(Beginning of TASK MATERIAL)

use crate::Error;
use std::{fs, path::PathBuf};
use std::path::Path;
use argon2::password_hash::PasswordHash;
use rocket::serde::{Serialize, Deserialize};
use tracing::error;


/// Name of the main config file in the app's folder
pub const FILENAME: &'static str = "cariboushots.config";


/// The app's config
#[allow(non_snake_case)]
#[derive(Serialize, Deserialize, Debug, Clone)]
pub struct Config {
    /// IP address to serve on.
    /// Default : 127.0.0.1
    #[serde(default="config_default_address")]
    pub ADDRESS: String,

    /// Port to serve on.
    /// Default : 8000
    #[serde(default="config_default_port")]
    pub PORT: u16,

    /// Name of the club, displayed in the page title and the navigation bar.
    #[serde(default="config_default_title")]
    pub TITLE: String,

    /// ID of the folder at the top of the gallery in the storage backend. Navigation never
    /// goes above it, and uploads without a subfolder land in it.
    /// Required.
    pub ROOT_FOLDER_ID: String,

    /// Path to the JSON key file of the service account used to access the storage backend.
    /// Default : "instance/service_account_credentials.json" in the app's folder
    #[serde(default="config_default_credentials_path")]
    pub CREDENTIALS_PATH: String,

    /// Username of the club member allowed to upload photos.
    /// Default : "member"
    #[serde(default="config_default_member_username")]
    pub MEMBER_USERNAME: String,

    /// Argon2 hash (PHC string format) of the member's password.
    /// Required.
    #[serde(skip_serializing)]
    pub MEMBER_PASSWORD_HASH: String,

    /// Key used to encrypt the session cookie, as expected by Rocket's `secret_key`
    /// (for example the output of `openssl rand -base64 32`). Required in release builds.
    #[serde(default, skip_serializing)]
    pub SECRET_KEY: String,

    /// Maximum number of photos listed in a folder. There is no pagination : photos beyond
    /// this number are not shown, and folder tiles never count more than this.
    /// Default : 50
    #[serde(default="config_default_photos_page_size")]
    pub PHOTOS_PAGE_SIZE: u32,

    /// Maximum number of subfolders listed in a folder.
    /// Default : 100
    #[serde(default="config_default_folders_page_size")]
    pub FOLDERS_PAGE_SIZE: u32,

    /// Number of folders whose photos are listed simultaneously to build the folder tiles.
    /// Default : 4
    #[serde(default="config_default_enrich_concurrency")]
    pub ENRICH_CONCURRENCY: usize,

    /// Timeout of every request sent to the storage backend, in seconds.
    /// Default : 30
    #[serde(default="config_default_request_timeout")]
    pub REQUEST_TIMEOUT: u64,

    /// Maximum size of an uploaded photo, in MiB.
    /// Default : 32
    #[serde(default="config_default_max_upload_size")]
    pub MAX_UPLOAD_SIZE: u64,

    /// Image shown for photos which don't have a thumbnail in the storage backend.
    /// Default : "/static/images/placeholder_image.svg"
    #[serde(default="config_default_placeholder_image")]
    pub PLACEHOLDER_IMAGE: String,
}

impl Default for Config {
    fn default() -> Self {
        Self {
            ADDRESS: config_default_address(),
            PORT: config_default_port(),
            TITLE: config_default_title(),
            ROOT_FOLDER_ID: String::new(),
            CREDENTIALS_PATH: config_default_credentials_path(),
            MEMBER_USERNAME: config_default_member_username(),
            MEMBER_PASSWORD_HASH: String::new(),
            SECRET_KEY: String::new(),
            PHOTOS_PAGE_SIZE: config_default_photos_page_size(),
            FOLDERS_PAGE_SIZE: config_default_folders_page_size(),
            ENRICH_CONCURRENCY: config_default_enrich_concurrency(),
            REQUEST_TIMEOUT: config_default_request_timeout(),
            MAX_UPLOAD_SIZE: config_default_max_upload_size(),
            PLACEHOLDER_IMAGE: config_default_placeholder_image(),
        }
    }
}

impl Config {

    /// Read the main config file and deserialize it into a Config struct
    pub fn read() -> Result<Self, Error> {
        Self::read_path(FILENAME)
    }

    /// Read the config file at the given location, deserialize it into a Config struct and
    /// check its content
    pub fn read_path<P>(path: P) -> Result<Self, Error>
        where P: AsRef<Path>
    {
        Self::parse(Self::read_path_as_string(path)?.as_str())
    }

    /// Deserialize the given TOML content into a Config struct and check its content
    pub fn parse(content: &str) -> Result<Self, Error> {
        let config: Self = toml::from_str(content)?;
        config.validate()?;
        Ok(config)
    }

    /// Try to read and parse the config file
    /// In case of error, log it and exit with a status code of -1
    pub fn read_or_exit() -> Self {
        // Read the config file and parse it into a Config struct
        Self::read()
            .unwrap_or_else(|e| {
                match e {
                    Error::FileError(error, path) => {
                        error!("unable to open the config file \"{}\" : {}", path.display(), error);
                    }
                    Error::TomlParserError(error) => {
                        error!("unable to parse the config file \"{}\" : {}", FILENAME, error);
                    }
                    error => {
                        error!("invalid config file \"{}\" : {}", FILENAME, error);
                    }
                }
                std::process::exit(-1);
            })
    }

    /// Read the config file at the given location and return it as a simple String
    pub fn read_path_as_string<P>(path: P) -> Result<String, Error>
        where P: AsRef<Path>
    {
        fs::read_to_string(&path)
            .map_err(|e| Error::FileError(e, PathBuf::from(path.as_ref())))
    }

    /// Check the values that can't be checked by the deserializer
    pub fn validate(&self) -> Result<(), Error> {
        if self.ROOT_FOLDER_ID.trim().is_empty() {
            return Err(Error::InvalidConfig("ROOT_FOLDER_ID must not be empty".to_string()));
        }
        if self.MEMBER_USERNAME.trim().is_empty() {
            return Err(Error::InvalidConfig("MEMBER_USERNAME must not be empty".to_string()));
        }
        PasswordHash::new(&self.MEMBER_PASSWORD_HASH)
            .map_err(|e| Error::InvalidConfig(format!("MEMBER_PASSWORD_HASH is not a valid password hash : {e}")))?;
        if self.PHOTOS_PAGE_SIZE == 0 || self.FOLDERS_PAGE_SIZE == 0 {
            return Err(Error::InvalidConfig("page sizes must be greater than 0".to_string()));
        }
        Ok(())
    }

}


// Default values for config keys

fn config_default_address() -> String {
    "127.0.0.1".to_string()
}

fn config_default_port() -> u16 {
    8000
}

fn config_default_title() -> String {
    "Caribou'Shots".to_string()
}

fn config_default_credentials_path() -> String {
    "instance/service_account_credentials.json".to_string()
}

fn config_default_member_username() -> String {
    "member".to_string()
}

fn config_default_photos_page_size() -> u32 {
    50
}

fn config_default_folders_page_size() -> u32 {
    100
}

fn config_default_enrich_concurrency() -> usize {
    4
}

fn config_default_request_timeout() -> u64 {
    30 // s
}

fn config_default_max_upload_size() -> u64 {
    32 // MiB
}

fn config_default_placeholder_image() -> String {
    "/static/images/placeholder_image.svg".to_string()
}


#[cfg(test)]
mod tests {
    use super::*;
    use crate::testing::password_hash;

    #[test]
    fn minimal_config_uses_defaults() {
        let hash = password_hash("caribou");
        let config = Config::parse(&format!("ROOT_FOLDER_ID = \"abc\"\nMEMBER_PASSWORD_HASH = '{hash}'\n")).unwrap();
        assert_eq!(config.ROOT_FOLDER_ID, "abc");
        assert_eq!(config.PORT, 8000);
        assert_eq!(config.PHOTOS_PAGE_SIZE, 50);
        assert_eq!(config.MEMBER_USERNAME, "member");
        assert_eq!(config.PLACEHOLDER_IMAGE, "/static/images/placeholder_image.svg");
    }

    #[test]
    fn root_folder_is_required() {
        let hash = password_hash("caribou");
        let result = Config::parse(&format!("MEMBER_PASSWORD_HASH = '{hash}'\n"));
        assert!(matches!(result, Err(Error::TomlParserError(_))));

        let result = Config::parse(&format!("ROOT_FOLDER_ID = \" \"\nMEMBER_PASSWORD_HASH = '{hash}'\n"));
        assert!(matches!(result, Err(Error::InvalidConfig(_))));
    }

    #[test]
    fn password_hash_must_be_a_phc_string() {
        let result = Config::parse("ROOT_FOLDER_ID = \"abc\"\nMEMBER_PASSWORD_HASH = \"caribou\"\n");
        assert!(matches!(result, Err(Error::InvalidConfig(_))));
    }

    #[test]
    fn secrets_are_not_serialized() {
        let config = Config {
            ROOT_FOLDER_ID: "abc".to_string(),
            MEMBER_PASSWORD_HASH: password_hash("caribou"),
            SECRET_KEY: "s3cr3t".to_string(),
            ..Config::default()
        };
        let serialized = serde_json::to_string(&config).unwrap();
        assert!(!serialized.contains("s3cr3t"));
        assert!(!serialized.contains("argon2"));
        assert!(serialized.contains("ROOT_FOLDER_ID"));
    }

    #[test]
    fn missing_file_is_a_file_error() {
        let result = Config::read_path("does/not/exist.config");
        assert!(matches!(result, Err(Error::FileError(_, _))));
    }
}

(End of TASK MATERIAL)
(Beginning of TASK MATERIAL)

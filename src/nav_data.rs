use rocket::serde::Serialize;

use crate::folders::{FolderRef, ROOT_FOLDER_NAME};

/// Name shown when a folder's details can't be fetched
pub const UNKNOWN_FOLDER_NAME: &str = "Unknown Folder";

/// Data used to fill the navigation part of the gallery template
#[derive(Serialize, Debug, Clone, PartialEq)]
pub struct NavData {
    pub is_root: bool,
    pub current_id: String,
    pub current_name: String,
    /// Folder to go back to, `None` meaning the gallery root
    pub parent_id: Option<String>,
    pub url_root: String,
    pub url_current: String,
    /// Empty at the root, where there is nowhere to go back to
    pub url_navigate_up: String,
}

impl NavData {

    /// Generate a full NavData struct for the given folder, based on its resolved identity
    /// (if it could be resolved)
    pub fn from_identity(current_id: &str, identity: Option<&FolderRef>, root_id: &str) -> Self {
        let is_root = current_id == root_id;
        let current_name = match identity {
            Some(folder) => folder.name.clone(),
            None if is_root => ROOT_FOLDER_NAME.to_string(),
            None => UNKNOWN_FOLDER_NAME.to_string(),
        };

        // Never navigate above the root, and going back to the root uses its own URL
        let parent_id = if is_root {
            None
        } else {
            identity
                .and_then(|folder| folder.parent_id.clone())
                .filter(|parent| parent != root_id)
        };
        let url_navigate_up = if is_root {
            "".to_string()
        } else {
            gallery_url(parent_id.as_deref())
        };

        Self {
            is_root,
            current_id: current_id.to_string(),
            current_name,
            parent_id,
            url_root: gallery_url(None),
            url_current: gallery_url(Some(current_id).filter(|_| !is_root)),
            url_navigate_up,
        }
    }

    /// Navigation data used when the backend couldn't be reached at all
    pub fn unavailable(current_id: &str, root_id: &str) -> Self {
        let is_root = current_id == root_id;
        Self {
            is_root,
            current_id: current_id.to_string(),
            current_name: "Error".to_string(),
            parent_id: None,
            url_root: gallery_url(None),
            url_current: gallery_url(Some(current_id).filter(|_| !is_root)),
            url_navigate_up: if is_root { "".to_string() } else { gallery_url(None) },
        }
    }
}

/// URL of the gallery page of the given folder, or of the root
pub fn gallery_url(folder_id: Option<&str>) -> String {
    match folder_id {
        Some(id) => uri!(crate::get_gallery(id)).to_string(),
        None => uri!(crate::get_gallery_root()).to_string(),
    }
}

(End of TASK MATERIAL)

▸ **WHAT YOU WILL DO**: Determine the number of lines in the data that include the word "location", and provide that number without comment.

▸ **WRITTEN ANSWER**: 2